Embeddings, Intersections and Symmetries

嵌入、交集和对称性

• 批准号: 0503658
• 负责人: John Klein
• 金额: $ 10.76万
• 依托单位: Wayne State University
• 依托单位国家: 美国
• 项目类别: Standard Grant
• 财政年份: 2005
• 资助国家: 美国
• 起止时间: 2005-06-01 至 2008-05-31
• 项目状态: 已结题
• 来源: https://www.nsf.gov/awardsearch/showAward?AWD_ID=0503658&HistoricalAwards=false
• 关键词: Embeddings; Intersections; Symmetries

This proposal involves various aspects of the homotopy theory ofmanifolds, all of which, in one way or another, have connections tothe theory of embeddings. The proposalhas four parts: 1) Embedding theory. The PI will use techniques arising from thehomotopy theory of Poincare complexes to study embedding questions. 2) Group Actions. The study of equivariant manifold classificationproblems will be approached in a new way using homotopy theory. 3) String Topology. This is emerging field, created by Chas andSullivan, studies algebraic structures associated with the free loopspace of a manifold. The PI proposesto study homotopy theoretic aspects of string topology. 4) Thickenings. A "thickening" of a space is a manifold model forits homotopy type. The PI proposes to analyse the homotopy type of the moduli space of thickenings of a finite complex.A "manifold" is a space which is locally Euclidean. Manifolds arisenaturally in physics, chemistry and biology as spaces of solutions ofa suitably "nice" set of algebraic equations modeling the scientificobject of study (space-time, atoms, dynamical systems, etc.) .Manifolds play a central role in mathematics. It is often the casethat mathematical questions about manifolds can be formulated interms of parametrized families of functions between spaces associatedwith manifolds.

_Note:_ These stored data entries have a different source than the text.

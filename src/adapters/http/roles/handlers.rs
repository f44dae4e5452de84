//! HTTP handlers for role endpoints.

use axum::extract::rejection::JsonRejection;
use axum::extract::{Json, Path, State};
use axum::http::StatusCode;
use axum::response::IntoResponse;

use crate::application::handlers::roles::{
    CreateRoleCommand, GetRoleQuery, RequirementInput, SetRoleRequirementsCommand,
};
use crate::domain::foundation::{ProficiencyLevel, RoleId, SkillId};

use super::super::error::{parse_id, ApiError};
use super::super::state::AppState;
use super::dto::{
    CreateRoleRequest, RequirementRequest, RoleListResponse, RoleResponse,
    SetRequirementsRequest,
};

fn requirement_inputs(requests: &[RequirementRequest]) -> Result<Vec<RequirementInput>, ApiError> {
    requests
        .iter()
        .map(|req| {
            Ok(RequirementInput {
                skill_id: parse_id::<SkillId>(&req.skill_id, "skill_id")?,
                required_level: req
                    .required_level
                    .map(ProficiencyLevel::try_new)
                    .transpose()?,
            })
        })
        .collect()
}

/// GET /api/roles - List roles
pub async fn list_roles(State(state): State<AppState>) -> Result<impl IntoResponse, ApiError> {
    let roles = state.list_roles_handler().handle().await?;
    Ok(Json(RoleListResponse::from(roles)))
}

/// POST /api/roles - Create a role with optional requirements
pub async fn create_role(
    State(state): State<AppState>,
    payload: Result<Json<CreateRoleRequest>, JsonRejection>,
) -> Result<impl IntoResponse, ApiError> {
    let Json(request) = payload?;
    let cmd = CreateRoleCommand {
        requirements: requirement_inputs(&request.required_skills)?,
        title: request.title,
        description: request.description,
        department: request.department,
        level: request.level,
    };

    let view = state.create_role_handler().handle(cmd).await?;

    Ok((StatusCode::CREATED, Json(RoleResponse::from(view))))
}

/// GET /api/roles/:id - Role with its requirements
pub async fn get_role(
    State(state): State<AppState>,
    Path(id): Path<String>,
) -> Result<impl IntoResponse, ApiError> {
    let role_id = parse_id::<RoleId>(&id, "role_id")?;

    let view = state
        .get_role_handler()
        .handle(GetRoleQuery { role_id })
        .await?;

    Ok(Json(RoleResponse::from(view)))
}

/// PUT /api/roles/:id/requirements - Replace the requirement set
pub async fn set_requirements(
    State(state): State<AppState>,
    Path(id): Path<String>,
    payload: Result<Json<SetRequirementsRequest>, JsonRejection>,
) -> Result<impl IntoResponse, ApiError> {
    let role_id = parse_id::<RoleId>(&id, "role_id")?;
    let Json(request) = payload?;

    let view = state
        .set_role_requirements_handler()
        .handle(SetRoleRequirementsCommand {
            role_id,
            requirements: requirement_inputs(&request.required_skills)?,
        })
        .await?;

    Ok(Json(RoleResponse::from(view)))
}
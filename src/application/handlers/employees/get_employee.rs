//! Employee read handlers: single employee with skills, and skill listing.

use std::sync::Arc;

use crate::domain::foundation::{DomainError, EmployeeId, ProficiencyLevel, Timestamp};
use crate::domain::workforce::{Employee, Role, Skill};
use crate::ports::{UnitOfWork, WorkforceStore};

use super::super::employee_not_found;

/// A skill together with the employee's assessed level.
#[derive(Debug, Clone, PartialEq, Eq)]
pub struct AssessedSkill {
    pub skill: Skill,
    pub proficiency_level: ProficiencyLevel,
    pub assessed_date: Timestamp,
}

/// Employee with role and assessed skills.
#[derive(Debug, Clone)]
pub struct EmployeeView {
    pub employee: Employee,
    pub role: Option<Role>,
    pub skills: Vec<AssessedSkill>,
}

#[derive(Debug, Clone)]
pub struct GetEmployeeQuery {
    pub employee_id: EmployeeId,
}

pub struct GetEmployeeHandler {
    store: Arc<dyn WorkforceStore>,
}

impl GetEmployeeHandler {
    pub fn new(store: Arc<dyn WorkforceStore>) -> Self {
        Self { store }
    }

    pub async fn handle(&self, query: GetEmployeeQuery) -> Result<EmployeeView, DomainError> {
        let mut uow = self.store.begin().await?;

        let employee = uow
            .employees()
            .find_by_id(query.employee_id)
            .await?
            .ok_or_else(|| employee_not_found(query.employee_id))?;

        let role = match employee.role_id {
            Some(role_id) => uow.roles().find_by_id(role_id).await?,
            None => None,
        };
        let skills = assessed_skills(uow.as_mut(), employee.id).await?;

        Ok(EmployeeView {
            employee,
            role,
            skills,
        })
    }
}

#[derive(Debug, Clone)]
pub struct ListEmployeeSkillsQuery {
    pub employee_id: EmployeeId,
}

pub struct ListEmployeeSkillsHandler {
    store: Arc<dyn WorkforceStore>,
}

impl ListEmployeeSkillsHandler {
    pub fn new(store: Arc<dyn WorkforceStore>) -> Self {
        Self { store }
    }

    pub async fn handle(
        &self,
        query: ListEmployeeSkillsQuery,
    ) -> Result<Vec<AssessedSkill>, DomainError> {
        let mut uow = self.store.begin().await?;
        uow.employees()
            .find_by_id(query.employee_id)
            .await?
            .ok_or_else(|| employee_not_found(query.employee_id))?;

        assessed_skills(uow.as_mut(), query.employee_id).await
    }
}

async fn assessed_skills(
    uow: &mut dyn UnitOfWork,
    employee_id: EmployeeId,
) -> Result<Vec<AssessedSkill>, DomainError> {
    let mut skills = Vec::new();
    for assessed in uow.employees().list_skills(employee_id).await? {
        // Skills are deleted together with their assessments
        if let Some(skill) = uow.skills().find_by_id(assessed.skill_id).await? {
            skills.push(AssessedSkill {
                skill,
                proficiency_level: assessed.proficiency_level,
                assessed_date: assessed.assessed_date,
            });
        }
    }
    Ok(skills)
}
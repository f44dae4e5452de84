//! HTTP adapter for employees, their skills and training history.

pub mod dto;
pub mod handlers;
pub mod routes;

pub use routes::employee_routes;
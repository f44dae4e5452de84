//! Skill gap record repository port.
//!
//! Rows are unique per (employee, skill). Writing a record for a pair that
//! already has one replaces its values in place. Rows for skills that are no
//! longer required of the employee are pruned with `delete_for_employee_except`.

use async_trait::async_trait;

use crate::domain::foundation::{DomainError, EmployeeId, SkillId};
use crate::domain::gap_analysis::{GapDetails, GapRecordFilter, SkillGapRecord};

#[async_trait]
pub trait GapRecordRepository: Send {
    /// Insert or replace the record for `record.key()`.
    ///
    /// Returns the stored row. When a row already existed its id is kept and
    /// the id on `record` is ignored.
    async fn upsert(&mut self, record: &SkillGapRecord) -> Result<SkillGapRecord, DomainError>;

    /// Stored records matching `filter`, joined with employee and skill
    /// names. Ordered by employee code, then skill name.
    async fn list(&mut self, filter: &GapRecordFilter) -> Result<Vec<GapDetails>, DomainError>;

    /// Delete every record of `employee_id` whose skill is not in `keep`.
    /// An empty `keep` removes all of the employee's records.
    ///
    /// Returns the number of rows removed.
    async fn delete_for_employee_except(
        &mut self,
        employee_id: EmployeeId,
        keep: &[SkillId],
    ) -> Result<u64, DomainError>;
}
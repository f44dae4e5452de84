//! Top-level router: health check, `/api` modules and tower middleware.

use axum::http::{HeaderValue, StatusCode};
use axum::response::IntoResponse;
use axum::routing::get;
use axum::{Json, Router};
use tower::ServiceBuilder;
use tower_http::compression::CompressionLayer;
use tower_http::cors::{AllowOrigin, Any, CorsLayer};
use tower_http::request_id::{MakeRequestUuid, PropagateRequestIdLayer, SetRequestIdLayer};
use tower_http::timeout::TimeoutLayer;
use tower_http::trace::TraceLayer;
use tracing::warn;

use crate::config::ServerConfig;

use super::analysis::analysis_routes;
use super::employees::employee_routes;
use super::error::ErrorResponse;
use super::response::HealthResponse;
use super::roles::role_routes;
use super::skills::skill_routes;
use super::state::AppState;

/// GET / - Liveness check
async fn health() -> impl IntoResponse {
    Json(HealthResponse::healthy())
}

async fn not_found() -> impl IntoResponse {
    (
        StatusCode::NOT_FOUND,
        Json(ErrorResponse::new("NOT_FOUND", "Resource not found")),
    )
}

/// Builds the CORS layer. No configured origins means any origin.
fn cors_layer(server: &ServerConfig) -> CorsLayer {
    let origins: Vec<HeaderValue> = server
        .cors_origins_list()
        .into_iter()
        .filter(|origin| !origin.is_empty())
        .filter_map(|origin| match HeaderValue::from_str(&origin) {
            Ok(value) => Some(value),
            Err(_) => {
                warn!(%origin, "Ignoring invalid CORS origin");
                None
            }
        })
        .collect();

    let layer = CorsLayer::new().allow_methods(Any).allow_headers(Any);
    if origins.is_empty() {
        layer.allow_origin(Any)
    } else {
        layer.allow_origin(AllowOrigin::list(origins))
    }
}

/// Assembles the full application router.
///
/// # Routes
///
/// - `GET /` - Health check
/// - `/api/analysis` - Gap analysis, predictions, recommendations
/// - `/api/employees` - Employees, their skills and training
/// - `/api/skills` - Skill catalogue
/// - `/api/roles` - Roles and requirements
pub fn app_router(state: AppState, server: &ServerConfig) -> Router {
    let api = Router::new()
        .nest("/analysis", analysis_routes())
        .nest("/employees", employee_routes())
        .nest("/skills", skill_routes())
        .nest("/roles", role_routes());

    Router::new()
        .route("/", get(health))
        .nest("/api", api)
        .fallback(not_found)
        .with_state(state)
        .layer(
            ServiceBuilder::new()
                .layer(SetRequestIdLayer::x_request_id(MakeRequestUuid))
                .layer(TraceLayer::new_for_http())
                .layer(PropagateRequestIdLayer::x_request_id())
                .layer(CompressionLayer::new())
                .layer(TimeoutLayer::new(server.request_timeout()))
                .layer(cors_layer(server)),
        )
}

#[cfg(test)]
mod tests {
    use super::*;

    #[test]
    fn invalid_cors_origins_are_skipped() {
        let server = ServerConfig {
            cors_origins: Some("http://localhost:3000, bad\norigin".to_string()),
            ..Default::default()
        };
        // Builds without panicking; the bad origin is dropped.
        let _ = cors_layer(&server);
    }
}
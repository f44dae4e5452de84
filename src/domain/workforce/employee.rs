//! Employee entity and its skill proficiency associations.

use chrono::NaiveDate;
use serde::{Deserialize, Serialize};

use crate::domain::foundation::{
    EmployeeId, ProficiencyLevel, RoleId, SkillId, Timestamp, ValidationError,
};

use super::require_non_empty;

/// Fields required to register a new employee.
#[derive(Debug, Clone)]
pub struct NewEmployee {
    pub employee_code: String,
    pub first_name: String,
    pub last_name: String,
    pub email: String,
    pub department: Option<String>,
    pub role_id: Option<RoleId>,
    pub hire_date: Option<NaiveDate>,
}

/// Partial update of an employee. `None` leaves a field untouched.
///
/// `role_id` is doubly optional so a caller can clear the assignment.
#[derive(Debug, Clone, Default)]
pub struct EmployeeUpdate {
    pub first_name: Option<String>,
    pub last_name: Option<String>,
    pub email: Option<String>,
    pub department: Option<String>,
    pub role_id: Option<Option<RoleId>>,
    pub hire_date: Option<NaiveDate>,
}

/// A person whose skills are tracked against their role.
#[derive(Debug, Clone, PartialEq, Eq, Serialize, Deserialize)]
pub struct Employee {
    pub id: EmployeeId,
    /// Business identifier such as `EMP001`. Unique.
    pub employee_code: String,
    pub first_name: String,
    pub last_name: String,
    /// Unique.
    pub email: String,
    pub department: Option<String>,
    pub role_id: Option<RoleId>,
    pub hire_date: Option<NaiveDate>,
    pub created_at: Timestamp,
    pub updated_at: Timestamp,
}

impl Employee {
    /// Validates and creates a new employee.
    pub fn create(details: NewEmployee) -> Result<Self, ValidationError> {
        let employee_code = require_non_empty("employee_id", details.employee_code)?;
        let first_name = require_non_empty("first_name", details.first_name)?;
        let last_name = require_non_empty("last_name", details.last_name)?;
        let email = validate_email(details.email)?;
        let now = Timestamp::now();

        Ok(Self {
            id: EmployeeId::new(),
            employee_code,
            first_name,
            last_name,
            email,
            department: details.department,
            role_id: details.role_id,
            hire_date: details.hire_date,
            created_at: now,
            updated_at: now,
        })
    }

    /// Display name, "First Last".
    pub fn full_name(&self) -> String {
        format!("{} {}", self.first_name, self.last_name)
    }

    /// Whether this employee has a role to be measured against.
    pub fn has_role(&self) -> bool {
        self.role_id.is_some()
    }

    /// Applies a partial update, validating every provided field first.
    pub fn apply_update(&mut self, update: EmployeeUpdate) -> Result<(), ValidationError> {
        let first_name = update
            .first_name
            .map(|v| require_non_empty("first_name", v))
            .transpose()?;
        let last_name = update
            .last_name
            .map(|v| require_non_empty("last_name", v))
            .transpose()?;
        let email = update.email.map(validate_email).transpose()?;

        if let Some(v) = first_name {
            self.first_name = v;
        }
        if let Some(v) = last_name {
            self.last_name = v;
        }
        if let Some(v) = email {
            self.email = v;
        }
        if let Some(v) = update.department {
            self.department = Some(v);
        }
        if let Some(v) = update.role_id {
            self.role_id = v;
        }
        if let Some(v) = update.hire_date {
            self.hire_date = Some(v);
        }
        self.updated_at = Timestamp::now();
        Ok(())
    }
}

fn validate_email(email: String) -> Result<String, ValidationError> {
    let email = require_non_empty("email", email)?;
    match email.split_once('@') {
        Some((local, domain)) if !local.is_empty() && !domain.is_empty() => Ok(email),
        _ => Err(ValidationError::invalid_format("email", "missing @ symbol")),
    }
}

/// An employee's assessed proficiency in one skill.
#[derive(Debug, Clone, PartialEq, Eq, Serialize, Deserialize)]
pub struct EmployeeSkill {
    pub employee_id: EmployeeId,
    pub skill_id: SkillId,
    pub proficiency_level: ProficiencyLevel,
    pub assessed_date: Timestamp,
}

impl EmployeeSkill {
    /// Records a proficiency assessed now.
    pub fn assessed_now(
        employee_id: EmployeeId,
        skill_id: SkillId,
        proficiency_level: ProficiencyLevel,
    ) -> Self {
        Self {
            employee_id,
            skill_id,
            proficiency_level,
            assessed_date: Timestamp::now(),
        }
    }
}

/// Optional filters for listing employees.
#[derive(Debug, Clone, Default, PartialEq, Eq)]
pub struct EmployeeFilter {
    pub department: Option<String>,
    pub role_id: Option<RoleId>,
}

impl EmployeeFilter {
    /// Returns true when the employee satisfies every set filter.
    pub fn matches(&self, employee: &Employee) -> bool {
        let department_ok = self
            .department
            .as_ref()
            .map_or(true, |d| employee.department.as_ref() == Some(d));
        let role_ok = self
            .role_id
            .map_or(true, |r| employee.role_id == Some(r));
        department_ok && role_ok
    }
}

#[cfg(test)]
mod tests {
    use super::*;

    fn new_employee() -> NewEmployee {
        NewEmployee {
            employee_code: "EMP001".to_string(),
            first_name: "Ada".to_string(),
            last_name: "Lovelace".to_string(),
            email: "ada@example.com".to_string(),
            department: Some("Engineering".to_string()),
            role_id: None,
            hire_date: NaiveDate::from_ymd_opt(2021, 3, 1),
        }
    }

    #[test]
    fn create_accepts_valid_details() {
        let employee = Employee::create(new_employee()).unwrap();
        assert_eq!(employee.full_name(), "Ada Lovelace");
        assert!(!employee.has_role());
    }

    #[test]
    fn create_rejects_blank_required_fields() {
        let mut details = new_employee();
        details.first_name = "   ".to_string();
        assert!(matches!(
            Employee::create(details),
            Err(ValidationError::EmptyField { .. })
        ));
    }

    #[test]
    fn create_rejects_email_without_at() {
        let mut details = new_employee();
        details.email = "ada.example.com".to_string();
        assert!(matches!(
            Employee::create(details),
            Err(ValidationError::InvalidFormat { .. })
        ));
    }

    #[test]
    fn apply_update_changes_only_provided_fields() {
        let mut employee = Employee::create(new_employee()).unwrap();
        let role = RoleId::new();
        employee
            .apply_update(EmployeeUpdate {
                department: Some("Data".to_string()),
                role_id: Some(Some(role)),
                ..Default::default()
            })
            .unwrap();

        assert_eq!(employee.first_name, "Ada");
        assert_eq!(employee.department.as_deref(), Some("Data"));
        assert_eq!(employee.role_id, Some(role));
    }

    #[test]
    fn apply_update_can_clear_role() {
        let mut details = new_employee();
        details.role_id = Some(RoleId::new());
        let mut employee = Employee::create(details).unwrap();

        employee
            .apply_update(EmployeeUpdate {
                role_id: Some(None),
                ..Default::default()
            })
            .unwrap();

        assert!(employee.role_id.is_none());
    }

    #[test]
    fn apply_update_is_all_or_nothing() {
        let mut employee = Employee::create(new_employee()).unwrap();
        let result = employee.apply_update(EmployeeUpdate {
            first_name: Some("Grace".to_string()),
            email: Some("bad".to_string()),
            ..Default::default()
        });

        assert!(result.is_err());
        assert_eq!(employee.first_name, "Ada");
    }

    #[test]
    fn filter_matches_department_and_role() {
        let role = RoleId::new();
        let mut details = new_employee();
        details.role_id = Some(role);
        let employee = Employee::create(details).unwrap();

        assert!(EmployeeFilter::default().matches(&employee));
        assert!(EmployeeFilter {
            department: Some("Engineering".to_string()),
            role_id: Some(role),
        }
        .matches(&employee));
        assert!(!EmployeeFilter {
            department: Some("Sales".to_string()),
            role_id: None,
        }
        .matches(&employee));
        assert!(!EmployeeFilter {
            department: None,
            role_id: Some(RoleId::new()),
        }
        .matches(&employee));
    }
}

Homotopy theory is a subject designed to tacklequestions about such families of functions. The PI proposes to studycertain kinds of manifold questions which can be hopefully be analyzedfrom the homotopy theoretic toolbox. These involve problems relatedwith intersections, embeddings and symmetries.

这一建议涉及流形同伦理论的各个方面，所有这些方面都以这样或那样的方式与嵌入理论有联系。本文主要分为四个部分：1)嵌入理论。PI将使用由庞加莱复合体的同伦理论产生的技术来研究嵌入问题。2)小组行动。利用同伦理论对等变流形分类问题的研究提供了新的途径。3)字符串拓扑。这是由Chas和sullivan创建的新兴领域，研究与流形自由环空间相关的代数结构。PI提出研究弦拓扑的同伦理论方面。4)增厚。空间的“增厚”是其同伦型的流形模型。提出了分析有限复形增厚的模空间的同伦类型。“流形”是局部欧几里得的空间。流形自然地出现在物理、化学和生物学中，作为一组适当的“好”代数方程的解的空间，它们模拟了研究的科学对象（时空、原子、动力系统等）。流形在数学中起着核心作用。通常情况下，流形的数学问题可以用流形相关空间间的参数化函数族来表示。同伦理论是一门旨在解决这类函数族问题的学科。PI提出研究一类有希望从同伦理论工具箱中分析出来的流形问题。这些问题涉及到与相交、嵌入和对称有关的问题。